Task instructions: Please work out how many of the lines below include "directory". Only the number should be given.

#### Supplied information ####

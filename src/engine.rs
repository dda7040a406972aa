//! Reconciliation Engine
//!
//! Computes which units must be turned on or off for a requested
//! operation and applies those changes against the unit registry. One
//! reconciliation episode runs at a time per process; the disable phase
//! always completes before the first enable call, toggles are issued
//! strictly sequentially, and a fixed delay separates consecutive calls.
//!
//! Toggle calls that fail or are refused by the registry are logged and
//! skipped, never retried; callers that need stronger guarantees poll the
//! inventory afterwards.

use crate::config::ConfigStore;
use crate::directory::{Context, ContextDirectory};
use crate::error::EngineError;
use crate::events::{CoreEvent, EventBus, FeedbackKind};
use crate::inventory::UnitInventory;
use crate::registry::UnitRegistry;
use crate::types::{Unit, UnitId, UnitKind};
use std::sync::Arc;
use std::time::Duration;
use tokio::sync::Mutex;
use tokio::time::sleep;
use tracing::{debug, info, warn};

/// A requested reconciliation operation
#[derive(Debug, Clone, PartialEq, Eq)]
pub enum ReconcileRequest {
    /// Enable the named context's members (plus always-active units),
    /// disable everything else.
    Switch(String),
    /// Enable the named context's members without touching the rest.
    ActivateOnly(String),
    /// Disable the named context's members, except always-active units.
    DeactivateOnly(String),
    /// Enable every unit.
    EnableAll,
    /// Disable every unit.
    DisableAll,
}

impl ReconcileRequest {
    fn context_name(&self) -> Option<&str> {
        match self {
            ReconcileRequest::Switch(name)
            | ReconcileRequest::ActivateOnly(name)
            | ReconcileRequest::DeactivateOnly(name) => Some(name),
            ReconcileRequest::EnableAll | ReconcileRequest::DisableAll => None,
        }
    }
}

/// Toggle lists for one reconciliation episode, already filtered down to
/// calls that will actually be issued. Disable is applied in full before
/// enable.
#[derive(Debug, Clone, Default, PartialEq, Eq)]
pub struct TogglePlan {
    pub disable: Vec<Unit>,
    pub enable: Vec<Unit>,
}

/// Counts of toggle calls issued during one episode
///
/// Refused or failed calls are not distinguished from successful ones.
#[derive(Debug, Clone, Copy, Default, PartialEq, Eq)]
pub struct ReconcileReport {
    pub disabled: usize,
    pub enabled: usize,
}

/// Whether a toggle call for this unit would be issued at all.
///
/// Mirrors the registry-side policy: themes are untouchable, apps only
/// with app support, the managing unit never toggles itself, and a call
/// that would not change the unit's current state is dropped.
pub fn permits_toggle(unit: &Unit, enable: bool, own_id: &str, apps_supported: bool) -> bool {
    if unit.kind == UnitKind::Theme {
        return false;
    }
    if unit.kind == UnitKind::App && !apps_supported {
        return false;
    }
    if unit.id == own_id {
        return false;
    }
    if enable {
        !unit.enabled
    } else {
        unit.enabled && unit.may_disable
    }
}

/// Compute the toggle plan for a request over the unit universe `units`.
///
/// `context` is the resolved target context, if the request names one; a
/// request naming a context that does not exist yields an empty plan.
pub fn compute_plan(
    request: &ReconcileRequest,
    units: &[Unit],
    context: Option<&Context>,
    always_active: &[UnitId],
    own_id: &str,
    apps_supported: bool,
) -> TogglePlan {
    let is_always_active = |unit: &Unit| always_active.iter().any(|id| *id == unit.id);

    let (enable_set, disable_set): (Vec<&Unit>, Vec<&Unit>) = match request {
        ReconcileRequest::Switch(_) => {
            let Some(context) = context else {
                return TogglePlan::default();
            };
            units
                .iter()
                .partition(|unit| is_always_active(unit) || context.is_member(&unit.id))
        }
        ReconcileRequest::ActivateOnly(_) => {
            let Some(context) = context else {
                return TogglePlan::default();
            };
            (
                units
                    .iter()
                    .filter(|unit| is_always_active(unit) || context.is_member(&unit.id))
                    .collect(),
                Vec::new(),
            )
        }
        ReconcileRequest::DeactivateOnly(_) => {
            let Some(context) = context else {
                return TogglePlan::default();
            };
            (
                Vec::new(),
                units
                    .iter()
                    .filter(|unit| context.is_member(&unit.id) && !is_always_active(unit))
                    .collect(),
            )
        }
        ReconcileRequest::EnableAll => (units.iter().collect(), Vec::new()),
        ReconcileRequest::DisableAll => (Vec::new(), units.iter().collect()),
    };

    TogglePlan {
        disable: disable_set
            .into_iter()
            .filter(|unit| permits_toggle(unit, false, own_id, apps_supported))
            .cloned()
            .collect(),
        enable: enable_set
            .into_iter()
            .filter(|unit| permits_toggle(unit, true, own_id, apps_supported))
            .cloned()
            .collect(),
    }
}

/// The reconciliation core
///
/// One long-lived instance per process, holding references to the
/// directory and inventory it reconciles over.
pub struct ReconciliationEngine {
    registry: Arc<dyn UnitRegistry>,
    config: Arc<ConfigStore>,
    directory: Arc<Mutex<ContextDirectory>>,
    inventory: Arc<Mutex<UnitInventory>>,
    events: EventBus,
    own_id: UnitId,
    flight: Mutex<()>,
}

impl ReconciliationEngine {
    pub fn new(
        registry: Arc<dyn UnitRegistry>,
        config: Arc<ConfigStore>,
        directory: Arc<Mutex<ContextDirectory>>,
        inventory: Arc<Mutex<UnitInventory>>,
        events: EventBus,
        own_id: UnitId,
    ) -> Self {
        Self {
            registry,
            config,
            directory,
            inventory,
            events,
            own_id,
            flight: Mutex::new(()),
        }
    }

    /// Run one reconciliation episode.
    ///
    /// Returns [`EngineError::Busy`] immediately if another episode is in
    /// flight. A request naming an unknown context succeeds trivially.
    pub async fn reconcile(
        &self,
        request: ReconcileRequest,
    ) -> Result<ReconcileReport, EngineError> {
        let _guard = self.flight.try_lock().map_err(|_| EngineError::Busy)?;

        self.events.emit(CoreEvent::Feedback(FeedbackKind::Reconciling));
        debug!(?request, "Reconciliation started");

        // Step 1: refresh the unit snapshot and reload the directory so
        // the plan is computed against current state.
        self.inventory.lock().await.refresh().await?;
        self.directory.lock().await.load().await;

        let options = self.config.options();

        // Step 2 + 3: compute the filtered toggle plan.
        let plan = {
            let directory = self.directory.lock().await;
            let inventory = self.inventory.lock().await;
            let context = request
                .context_name()
                .and_then(|name| directory.get(name));
            if request.context_name().is_some() && context.is_none() {
                debug!(?request, "Requested context does not exist, nothing to do");
            }
            compute_plan(
                &request,
                inventory.list(),
                context,
                inventory.always_active_ids(),
                &self.own_id,
                options.apps_supported,
            )
        };

        // Step 4: disable phase fully precedes enable phase; strictly
        // sequential with a fixed delay between consecutive calls.
        let report = ReconcileReport {
            disabled: plan.disable.len(),
            enabled: plan.enable.len(),
        };
        let delay = Duration::from_millis(options.toggle_delay_ms);
        let calls = plan
            .disable
            .iter()
            .map(|unit| (unit, false))
            .chain(plan.enable.iter().map(|unit| (unit, true)));

        let mut first = true;
        for (unit, enable) in calls {
            if !first {
                sleep(delay).await;
            }
            first = false;
            if let Err(e) = self.registry.set_enabled(&unit.id, enable).await {
                warn!(unit = %unit.id, enable, error = %e, "Toggle call failed, continuing");
            }
        }

        info!(
            disabled = report.disabled,
            enabled = report.enabled,
            "Reconciliation finished"
        );
        Ok(report)
    }
}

####

Task response: 9